• Problem description:
Read the entries below and pull out each line with the string "PartialOrd".

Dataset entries
────
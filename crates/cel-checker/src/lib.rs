//! Type checker core for the Common Expression Language (CEL).
//!
//! A [`Builder`] accumulates variable/function declarations, a schema
//! oracle, and options into an immutable [`Checker`]; `Checker::check`
//! type-annotates a [`ParsedAst`] and reports diagnostics via a
//! [`ValidationResult`]. See each module for the corresponding piece of the
//! design: [`types`] (the type model), [`env`] (the frozen environment),
//! [`overload`] (call resolution), [`checker`] (the walker), [`builder`]
//! (assembly and finalization).

pub(crate) use cel_common::limits;

pub mod ast;
pub mod builder;
pub mod checker;
pub mod decls;
pub mod env;
pub mod issues;
pub mod optional;
pub mod overload;
pub mod result;
pub mod schema;
pub mod stdlib;
pub mod subst;
pub mod types;

pub use ast::{Comprehension, Constant, ExprId, ExprKind, ExprNode, MapEntry, ParsedAst, StructEntry};
pub use builder::{BuildError, Builder, Checker};
pub use checker::{AbortReason, CheckOutcome};
pub use decls::{FunctionDecl, OverloadDecl, VariableDecl};
pub use env::Environment;
pub use issues::{Issue, IssueCollector, Severity};
pub use overload::{resolve, Resolution};
pub use result::{CheckedAst, IntoAstError, Reference, ValidationResult};
pub use schema::{Cardinality, EnumDescriptor, FieldDescriptor, MapSchema, MessageDescriptor, SchemaOracle};
pub use subst::Substitution;
pub use types::{AssignabilityOptions, Primitive, Type, TypeParamId};
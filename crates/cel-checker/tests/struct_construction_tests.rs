//! §8 scenario 5: message-construction round-trip.

mod common;

use cel_checker::{Builder, CheckOutcome, MapSchema, MessageDescriptor, Primitive, Type};

use common::AstBuilder;

fn test_all_types_schema() -> MapSchema {
    MapSchema::new().with_message(
        MessageDescriptor::new("cel.expr.conformance.proto3.TestAllTypes")
            .with_field("single_int64", Type::Primitive(Primitive::Int))
            .with_field("single_duration", Type::Duration),
    )
}

#[test]
fn test_all_types_int64_field_round_trips() {
    let checker = Builder::new()
        .with_schema(test_all_types_schema())
        .set_container("cel.expr.conformance.proto3")
        .build()
        .unwrap();

    let mut b = AstBuilder::new();
    let ten = b.int(10);
    let root = b.strct("TestAllTypes", vec![("single_int64", ten)]);
    let ast = b.finish(root);

    match checker.check(&ast) {
        CheckOutcome::Completed(result) => {
            assert!(result.is_valid(), "{:?}", result.issues());
            let checked = result.ast().unwrap();
            assert_eq!(
                checked.result_type(),
                Some(&Type::Message("cel.expr.conformance.proto3.TestAllTypes".to_string()))
            );
            let reference = checked.reference_of(root).unwrap();
            assert_eq!(
                reference.fully_qualified_name,
                "cel.expr.conformance.proto3.TestAllTypes"
            );
        }
        CheckOutcome::Aborted(reason) => panic!("unexpected abort: {reason:?}"),
    }
}

#[test]
fn unknown_field_is_rejected() {
    let checker = Builder::new()
        .with_schema(test_all_types_schema())
        .set_container("cel.expr.conformance.proto3")
        .build()
        .unwrap();

    let mut b = AstBuilder::new();
    let ten = b.int(10);
    let root = b.strct("TestAllTypes", vec![("not_a_field", ten)]);
    let ast = b.finish(root);

    match checker.check(&ast) {
        CheckOutcome::Completed(result) => {
            assert!(!result.is_valid());
            assert!(result.issues().iter().any(|i| i.message.contains("not_a_field")));
        }
        CheckOutcome::Aborted(reason) => panic!("unexpected abort: {reason:?}"),
    }
}

#[test]
fn wrong_field_type_is_rejected() {
    let checker = Builder::new()
        .with_schema(test_all_types_schema())
        .set_container("cel.expr.conformance.proto3")
        .build()
        .unwrap();

    let mut b = AstBuilder::new();
    let hello = b.string("hello");
    let root = b.strct("TestAllTypes", vec![("single_int64", hello)]);
    let ast = b.finish(root);

    match checker.check(&ast) {
        CheckOutcome::Completed(result) => {
            assert!(!result.is_valid());
        }
        CheckOutcome::Aborted(reason) => panic!("unexpected abort: {reason:?}"),
    }
}

#[test]
fn unresolvable_message_name_is_an_undeclared_reference() {
    let checker = Builder::new().with_schema(test_all_types_schema()).build().unwrap();

    let mut b = AstBuilder::new();
    let root = b.strct("NoSuchMessage", vec![]);
    let ast = b.finish(root);

    match checker.check(&ast) {
        CheckOutcome::Completed(result) => {
            assert!(!result.is_valid());
        }
        CheckOutcome::Aborted(reason) => panic!("unexpected abort: {reason:?}"),
    }
}
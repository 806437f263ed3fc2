//! Call-node handling: function resolution under the container walk,
//! argument evaluation in syntactic order, and delegation to the overload
//! resolver (C6) (§4.7).

use cel_common::diagnostics::{diagnostic_codes, diagnostic_messages, format_message};

use crate::ast::ExprId;
use crate::overload::{resolve, Resolution};
use crate::result::Reference;
use crate::types::Type;

use super::{AbortReason, Walker};

/// Types one call node: `target(args)` for receiver-style, or
/// `function(args)` for global calls/operators (§4.7 step "Call").
pub(crate) fn type_call(
    walker: &mut Walker,
    id: ExprId,
    target: Option<ExprId>,
    function: &str,
    args: &[ExprId],
) -> Result<Type, AbortReason> {
    // `a.b.c(args)` parses as a receiver-style call whose target is a plain
    // field-select chain down to an ident. If the joined dotted name
    // resolves to a function under the container walk, rewrite this into a
    // non-receiver call to that qualified name instead of a receiver-style
    // call on `a.b`'s value (§4.7's qualified ident/select call rewrite).
    let mut qualified_function = None;
    if let Some(receiver) = target {
        if let Some(mut segments) = walker.qualified_segments(receiver) {
            segments.push(function.to_string());
            let joined = segments.join(".");
            if walker.env.lookup_function(&joined).is_some() {
                qualified_function = Some(joined);
            }
        }
    }
    let (target, function) = match &qualified_function {
        Some(joined) => (None, joined.as_str()),
        None => (target, function),
    };

    let receiver_style = target.is_some();

    let mut call_args = Vec::with_capacity(args.len() + usize::from(receiver_style));
    if let Some(receiver) = target {
        let ty = walker.type_of(receiver)?;
        call_args.push(ty.substitute(&walker.subst));
    }
    for &arg in args {
        let ty = walker.type_of(arg)?;
        call_args.push(ty.substitute(&walker.subst));
    }

    let Some((qualified_name, decl)) = walker.env.lookup_function(function) else {
        walker.error_at(
            id,
            diagnostic_codes::UNDECLARED_FUNCTION_REFERENCE,
            format_message(diagnostic_messages::UNDECLARED_FUNCTION_REFERENCE, &[function]),
        );
        return Ok(Type::Error);
    };
    let qualified_name = qualified_name.to_string();
    let candidates: Vec<&crate::decls::OverloadDecl> = decl.overloads.iter().collect();
    let options = walker.env.assignability_options();

    match resolve(&call_args, receiver_style, &candidates, &walker.subst, &options) {
        Resolution::NoMatch => {
            let rendered = call_args
                .iter()
                .map(Type::render)
                .collect::<Vec<_>>()
                .join(", ");
            walker.error_at(
                id,
                diagnostic_codes::NO_MATCHING_OVERLOAD,
                format_message(diagnostic_messages::NO_MATCHING_OVERLOAD, &[function, &rendered]),
            );
            Ok(Type::Error)
        }
        Resolution::Single {
            overload_id,
            result,
            subst,
        } => {
            walker.subst = subst;
            walker
                .reference_map
                .insert(id, Reference::call(qualified_name, vec![overload_id]));
            Ok(result)
        }
        Resolution::Ambiguous {
            overload_ids,
            result,
        } => {
            walker
                .reference_map
                .insert(id, Reference::call(qualified_name, overload_ids));
            Ok(result)
        }
    }
}
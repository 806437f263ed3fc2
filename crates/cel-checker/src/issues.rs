//! Issue collector (C8): an append-only list of diagnostics plus an error
//! cap. Above the cap, later errors degrade to a single summary issue
//! (§4.7, §4.8).

use cel_common::diagnostics::{diagnostic_codes, diagnostic_messages, format_message};
use cel_common::position::{LineMap, Position};
use cel_common::Span;

/// Severity ordering matches the LSP-ish vocabulary the teacher's
/// diagnostics model already uses; only `Error` marks a result invalid.
#[derive(Copy, Clone, Debug, PartialEq, Eq, PartialOrd, Ord)]
pub enum Severity {
    Deprecated,
    Information,
    Warning,
    Error,
}

/// One collected issue: severity, source span, and a fully-rendered message.
#[derive(Clone, Debug, PartialEq, Eq)]
pub struct Issue {
    pub severity: Severity,
    pub span: Span,
    pub code: u32,
    pub message: String,
}

impl Issue {
    /// Renders as `"<sev>: <input>:<line>:<col>: <msg> (in container
    /// '<c>')"` (§4.8). When `source` is empty or the span's offsets are
    /// out of range, falls back to `(-1,-1)` rather than panicking — a
    /// checker must never abort rendering on inconsistent source info.
    pub fn render(&self, input_name: &str, container: &str, source: &str, line_map: &LineMap) -> String {
        let (line, col) = self.position(source, line_map);
        format!(
            "{}: {}:{}:{}: {} (in container '{}')",
            severity_label(self.severity),
            input_name,
            line,
            col,
            self.message,
            container
        )
    }

    fn position(&self, source: &str, line_map: &LineMap) -> (i64, i64) {
        if self.span.start as usize > source.len() {
            return (-1, -1);
        }
        let Position { line, character } = line_map.offset_to_position(self.span.start, source);
        (i64::from(line), i64::from(character))
    }
}

fn severity_label(severity: Severity) -> &'static str {
    match severity {
        Severity::Error => "ERROR",
        Severity::Warning => "WARNING",
        Severity::Information => "INFO",
        Severity::Deprecated => "DEPRECATED",
    }
}

/// Per-call collector. Created fresh at the start of every `Check()` and
/// discarded at its end (§5) — never shared across calls.
pub struct IssueCollector {
    issues: Vec<Issue>,
    error_count: u32,
    max_error_issues: u32,
    summary_emitted: bool,
}

impl IssueCollector {
    pub fn new(max_error_issues: u32) -> Self {
        Self {
            issues: Vec::new(),
            error_count: 0,
            max_error_issues,
            summary_emitted: false,
        }
    }

    /// Returns `true` if an error-severity issue has already been recorded
    /// past the cap — the walker uses this to skip more work on a node
    /// whose errors would never surface anyway, though it is never required
    /// to stop.
    pub fn at_error_cap(&self) -> bool {
        self.summary_emitted
    }

    pub fn push_error(&mut self, span: Span, code: u32, message: impl Into<String>) {
        if self.summary_emitted {
            return;
        }
        if self.max_error_issues > 0 && self.error_count >= self.max_error_issues {
            self.issues.push(Issue {
                severity: Severity::Error,
                span,
                code: diagnostic_codes::TOO_MANY_ERRORS,
                message: format_message(
                    diagnostic_messages::TOO_MANY_ERRORS,
                    &[&self.max_error_issues.to_string()],
                ),
            });
            self.summary_emitted = true;
            return;
        }
        self.issues.push(Issue {
            severity: Severity::Error,
            span,
            code,
            message: message.into(),
        });
        self.error_count += 1;
    }

    pub fn push_warning(&mut self, span: Span, code: u32, message: impl Into<String>) {
        self.issues.push(Issue {
            severity: Severity::Warning,
            span,
            code,
            message: message.into(),
        });
    }

    pub fn has_errors(&self) -> bool {
        self.error_count > 0 || self.summary_emitted
    }

    pub fn into_issues(self) -> Vec<Issue> {
        self.issues
    }

    pub fn issues(&self) -> &[Issue] {
        &self.issues
    }
}

#[cfg(test)]
mod tests {
    use super::*;

    fn span() -> Span {
        Span::new(0, 1)
    }

    #[test]
    fn errors_past_cap_collapse_to_one_summary() {
        let mut collector = IssueCollector::new(2);
        collector.push_error(span(), 1, "first");
        collector.push_error(span(), 1, "second");
        collector.push_error(span(), 1, "third");
        collector.push_error(span(), 1, "fourth");
        assert_eq!(collector.issues().len(), 3);
        assert!(collector.issues().last().unwrap().message.contains("too many errors"));
    }

    #[test]
    fn warnings_never_count_toward_the_cap() {
        let mut collector = IssueCollector::new(1);
        collector.push_warning(span(), 2, "a warning");
        collector.push_error(span(), 1, "one error");
        assert!(collector.has_errors());
        assert_eq!(collector.issues().len(), 2);
    }

    #[test]
    fn zero_cap_means_unbounded() {
        let mut collector = IssueCollector::new(0);
        for _ in 0..50 {
            collector.push_error(span(), 1, "err");
        }
        assert_eq!(collector.issues().len(), 50);
    }

    #[test]
    fn render_falls_back_on_out_of_range_offset() {
        let issue = Issue {
            severity: Severity::Error,
            span: Span::new(1000, 1001),
            code: 1,
            message: "oops".to_string(),
        };
        let line_map = LineMap::build("short");
        let rendered = issue.render("<input>", "", "short", &line_map);
        assert!(rendered.contains("-1:-1"));
    }
}
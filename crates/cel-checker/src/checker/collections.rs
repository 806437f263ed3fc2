//! List/map literal and struct-creation node handling (§4.7).

use cel_common::diagnostics::{diagnostic_codes, diagnostic_messages, format_message};

use crate::ast::{ExprId, MapEntry, StructEntry};
use crate::result::Reference;
use crate::schema::Cardinality;
use crate::types::{wrapper_for_message_name, Type, TypeParamId};

use super::{AbortReason, Walker};

/// `[e₁…]`: element type is the LUB of element types; empty list introduces
/// a fresh type parameter that collapses to `Dyn` on substitution finalize
/// (§4.7).
pub(crate) fn type_list(
    walker: &mut Walker,
    _id: ExprId,
    elements: &[ExprId],
) -> Result<Type, AbortReason> {
    if elements.is_empty() {
        return Ok(Type::list_of(Type::TypeParam(TypeParamId::fresh())));
    }
    let mut elem_ty: Option<Type> = None;
    for &elem in elements {
        let ty = walker.type_of(elem)?.substitute(&walker.subst);
        elem_ty = Some(match elem_ty {
            Some(acc) => Type::most_specific(&acc, &ty, &walker.subst),
            None => ty,
        });
    }
    Ok(Type::list_of(elem_ty.unwrap_or(Type::Dyn)))
}

/// `{k:v,…}`: key type is LUB of key types (warning if not in the
/// permitted literal-key set, §4.7); value type is LUB; empty map
/// introduces fresh key/value parameters.
pub(crate) fn type_map(
    walker: &mut Walker,
    id: ExprId,
    entries: &[MapEntry],
) -> Result<Type, AbortReason> {
    if entries.is_empty() {
        return Ok(Type::map_of(
            Type::TypeParam(TypeParamId::fresh()),
            Type::TypeParam(TypeParamId::fresh()),
        ));
    }
    let mut key_ty: Option<Type> = None;
    let mut value_ty: Option<Type> = None;
    for entry in entries {
        let k = walker.type_of(entry.key)?.substitute(&walker.subst);
        let v = walker.type_of(entry.value)?.substitute(&walker.subst);
        key_ty = Some(match key_ty {
            Some(acc) => Type::most_specific(&acc, &k, &walker.subst),
            None => k,
        });
        value_ty = Some(match value_ty {
            Some(acc) => Type::most_specific(&acc, &v, &walker.subst),
            None => v,
        });
    }
    let key_ty = key_ty.unwrap_or(Type::Dyn);
    let value_ty = value_ty.unwrap_or(Type::Dyn);

    let key_ty = if key_ty.is_permitted_literal_map_key() {
        key_ty
    } else {
        let rendered = key_ty.render();
        walker.warning_at(
            id,
            diagnostic_codes::UNSUPPORTED_MAP_KEY_TYPE,
            format_message(diagnostic_messages::UNSUPPORTED_MAP_KEY_TYPE, &[&rendered]),
        );
        Type::Dyn
    };

    Ok(Type::map_of(key_ty, value_ty))
}

/// `M{f:v,…}`: resolves `M` via the container walk, then unifies each
/// field's provided type against the schema's declared field type (§4.7).
pub(crate) fn type_struct(
    walker: &mut Walker,
    id: ExprId,
    message_name: &str,
    entries: &[StructEntry],
) -> Result<Type, AbortReason> {
    let Some(qualified) = walker.env.resolve_type_name(message_name) else {
        walker.error_at(
            id,
            diagnostic_codes::UNDECLARED_REFERENCE,
            format_message(
                diagnostic_messages::UNDECLARED_REFERENCE,
                &[message_name, walker.env.container()],
            ),
        );
        return Ok(Type::Error);
    };

    if wrapper_for_message_name(&qualified).is_some()
        || matches!(
            qualified.as_str(),
            "google.protobuf.Any" | "google.protobuf.Duration" | "google.protobuf.Timestamp"
        )
    {
        // Well-known types are constructible as struct literals regardless
        // of `allow_well_known_type_context_declarations` (that flag only
        // gates context declarations, §4.2); the schema oracle doesn't
        // model their fields, so every field value is typed but unchecked.
        for entry in entries {
            walker.type_of(entry.value)?;
        }
        if walker.env.options().update_struct_type_names {
            walker
                .reference_map
                .insert(id, Reference::variable(qualified.clone()));
        }
        return Ok(Type::Message(qualified));
    }

    let descriptor = walker.env.schema().find_message(&qualified).cloned();
    let Some(descriptor) = descriptor else {
        for entry in entries {
            walker.type_of(entry.value)?;
        }
        if walker.env.schema().find_enum(&qualified).is_some() {
            walker.error_at(
                id,
                diagnostic_codes::NOT_A_MESSAGE_TYPE,
                format_message(diagnostic_messages::NOT_A_MESSAGE_TYPE, &[&qualified]),
            );
            return Ok(Type::Error);
        }
        return Ok(Type::Message(qualified));
    };

    for entry in entries {
        let provided = walker.type_of(entry.value)?.substitute(&walker.subst);
        match descriptor.field(&entry.field) {
            Some(field) => {
                // A repeated field's descriptor stores its element type;
                // the value a literal initializer provides is the whole
                // `List` (proto map fields are modeled as `Map` fields
                // directly, not as `Cardinality::Repeated`).
                let declared_ty = match field.cardinality {
                    Cardinality::Repeated => Type::list_of(field.ty.clone()),
                    Cardinality::Optional | Cardinality::Oneof => field.ty.clone(),
                };
                // `?field: v` expects `v: Optional(F)` rather than `F`
                // itself (§4.11).
                let field_ty = if entry.optional {
                    Type::optional_of(declared_ty.clone())
                } else {
                    declared_ty.clone()
                };
                let options = walker.env.assignability_options();
                match Type::assignable(&field_ty, &provided, &walker.subst, &options) {
                    Some(subst) => walker.subst = subst,
                    None => {
                        let rendered_field = declared_ty.render();
                        let rendered_provided = provided.render();
                        walker.error_at(
                            entry.value,
                            diagnostic_codes::FIELD_TYPE_MISMATCH,
                            format_message(
                                diagnostic_messages::FIELD_TYPE_MISMATCH,
                                &[&entry.field, &rendered_field, &rendered_provided],
                            ),
                        );
                    }
                }
            }
            None => {
                walker.error_at(
                    entry.value,
                    diagnostic_codes::UNDEFINED_FIELD,
                    format_message(
                        diagnostic_messages::UNDEFINED_FIELD,
                        &[&entry.field, &qualified],
                    ),
                );
            }
        }
    }

    if walker.env.options().update_struct_type_names {
        walker
            .reference_map
            .insert(id, Reference::variable(qualified.clone()));
    }
    Ok(Type::Message(qualified))
}
//! Parsed AST input model (§6): an opaque tree with per-node stable ids,
//! kind, children, and source offsets. The checker does not parse; this
//! module only defines the shape a parser hands to `Checker::check`.

use rustc_hash::FxHashMap;

use cel_common::Span;

/// A stable per-node id, assigned by the parser and preserved verbatim into
/// `type_map`/`reference_map` keys of the checked AST.
#[derive(Copy, Clone, Debug, PartialEq, Eq, Hash, PartialOrd, Ord)]
pub struct ExprId(pub u64);

/// A CEL literal value.
#[derive(Clone, Debug, PartialEq)]
pub enum Constant {
    Null,
    Bool(bool),
    Int(i64),
    Uint(u64),
    Double(f64),
    String(String),
    Bytes(Vec<u8>),
}

/// A single field initializer inside a struct-creation node.
#[derive(Clone, Debug, PartialEq)]
pub struct StructEntry {
    pub field: String,
    pub value: ExprId,
    /// `true` for `?field: v` (optional-plugin construction, §4.11).
    pub optional: bool,
}

/// A single key/value pair inside a map-literal node.
#[derive(Clone, Debug, PartialEq)]
pub struct MapEntry {
    pub key: ExprId,
    pub value: ExprId,
}

/// The comprehension macro's fixed 5-expression shape plus its two
/// introduced variables (§4.7).
#[derive(Clone, Debug, PartialEq)]
pub struct Comprehension {
    pub iter_var: String,
    /// Present only for two-variable comprehensions over maps (`all(k, v,
    /// ...)`-style extensions); absent for the single-variable form.
    pub iter_var2: Option<String>,
    pub iter_range: ExprId,
    pub accu_var: String,
    pub accu_init: ExprId,
    pub loop_condition: ExprId,
    pub loop_step: ExprId,
    pub result: ExprId,
}

/// The kind-specific payload of one AST node (§6).
#[derive(Clone, Debug, PartialEq)]
pub enum ExprKind {
    Literal(Constant),
    Ident(String),
    Select {
        operand: ExprId,
        field: String,
        /// `true` for the `has(e.f)` macro's test-only select.
        test_only: bool,
    },
    Call {
        /// `Some(receiver)` for receiver-style calls (`e.f(args)`); `None`
        /// for global calls and operators (`_+_`, `_==_`, ...).
        target: Option<ExprId>,
        function: String,
        args: Vec<ExprId>,
    },
    CreateList {
        elements: Vec<ExprId>,
    },
    CreateMap {
        entries: Vec<MapEntry>,
    },
    CreateStruct {
        message_name: String,
        entries: Vec<StructEntry>,
    },
    Comprehension(Comprehension),
}

/// One node: its kind payload plus the byte span the parser recorded for
/// it. `source_info` (§3) is this `span` map, copied unchanged into the
/// checked AST.
#[derive(Clone, Debug, PartialEq)]
pub struct ExprNode {
    pub id: ExprId,
    pub kind: ExprKind,
    pub span: Span,
}

/// The opaque parsed AST the checker consumes. Owns every node by id plus
/// the root id and the original source text (carried through so issues can
/// be rendered in context, §4.10).
#[derive(Clone, Debug, Default)]
pub struct ParsedAst {
    nodes: FxHashMap<ExprId, ExprNode>,
    root: Option<ExprId>,
    source: String,
}

impl ParsedAst {
    pub fn new(source: impl Into<String>) -> Self {
        Self {
            nodes: FxHashMap::default(),
            root: None,
            source: source.into(),
        }
    }

    pub fn insert(&mut self, node: ExprNode) {
        self.nodes.insert(node.id, node);
    }

    pub fn set_root(&mut self, root: ExprId) {
        self.root = Some(root);
    }

    pub fn root(&self) -> Option<ExprId> {
        self.root
    }

    pub fn get(&self, id: ExprId) -> Option<&ExprNode> {
        self.nodes.get(&id)
    }

    pub fn span(&self, id: ExprId) -> Span {
        self.nodes.get(&id).map(|n| n.span).unwrap_or(Span::dummy())
    }

    pub fn source(&self) -> &str {
        &self.source
    }

    pub fn node_count(&self) -> usize {
        self.nodes.len()
    }
}

#[cfg(test)]
mod tests {
    use super::*;

    #[test]
    fn round_trips_a_simple_call() {
        let mut ast = ParsedAst::new("x + y");
        ast.insert(ExprNode {
            id: ExprId(1),
            kind: ExprKind::Ident("x".to_string()),
            span: Span::new(0, 1),
        });
        ast.insert(ExprNode {
            id: ExprId(2),
            kind: ExprKind::Ident("y".to_string()),
            span: Span::new(4, 5),
        });
        ast.insert(ExprNode {
            id: ExprId(3),
            kind: ExprKind::Call {
                target: None,
                function: "_+_".to_string(),
                args: vec![ExprId(1), ExprId(2)],
            },
            span: Span::new(0, 5),
        });
        ast.set_root(ExprId(3));

        assert_eq!(ast.root(), Some(ExprId(3)));
        assert_eq!(ast.node_count(), 3);
        assert_eq!(ast.span(ExprId(1)), Span::new(0, 1));
        assert!(matches!(ast.get(ExprId(3)).unwrap().kind, ExprKind::Call { .. }));
    }
}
────
• Solution below:
#[derive(Copy, Clone, Debug, PartialEq, Eq, PartialOrd, Ord)]
#[derive(Copy, Clone, Debug, PartialEq, Eq, Hash, PartialOrd, Ord)]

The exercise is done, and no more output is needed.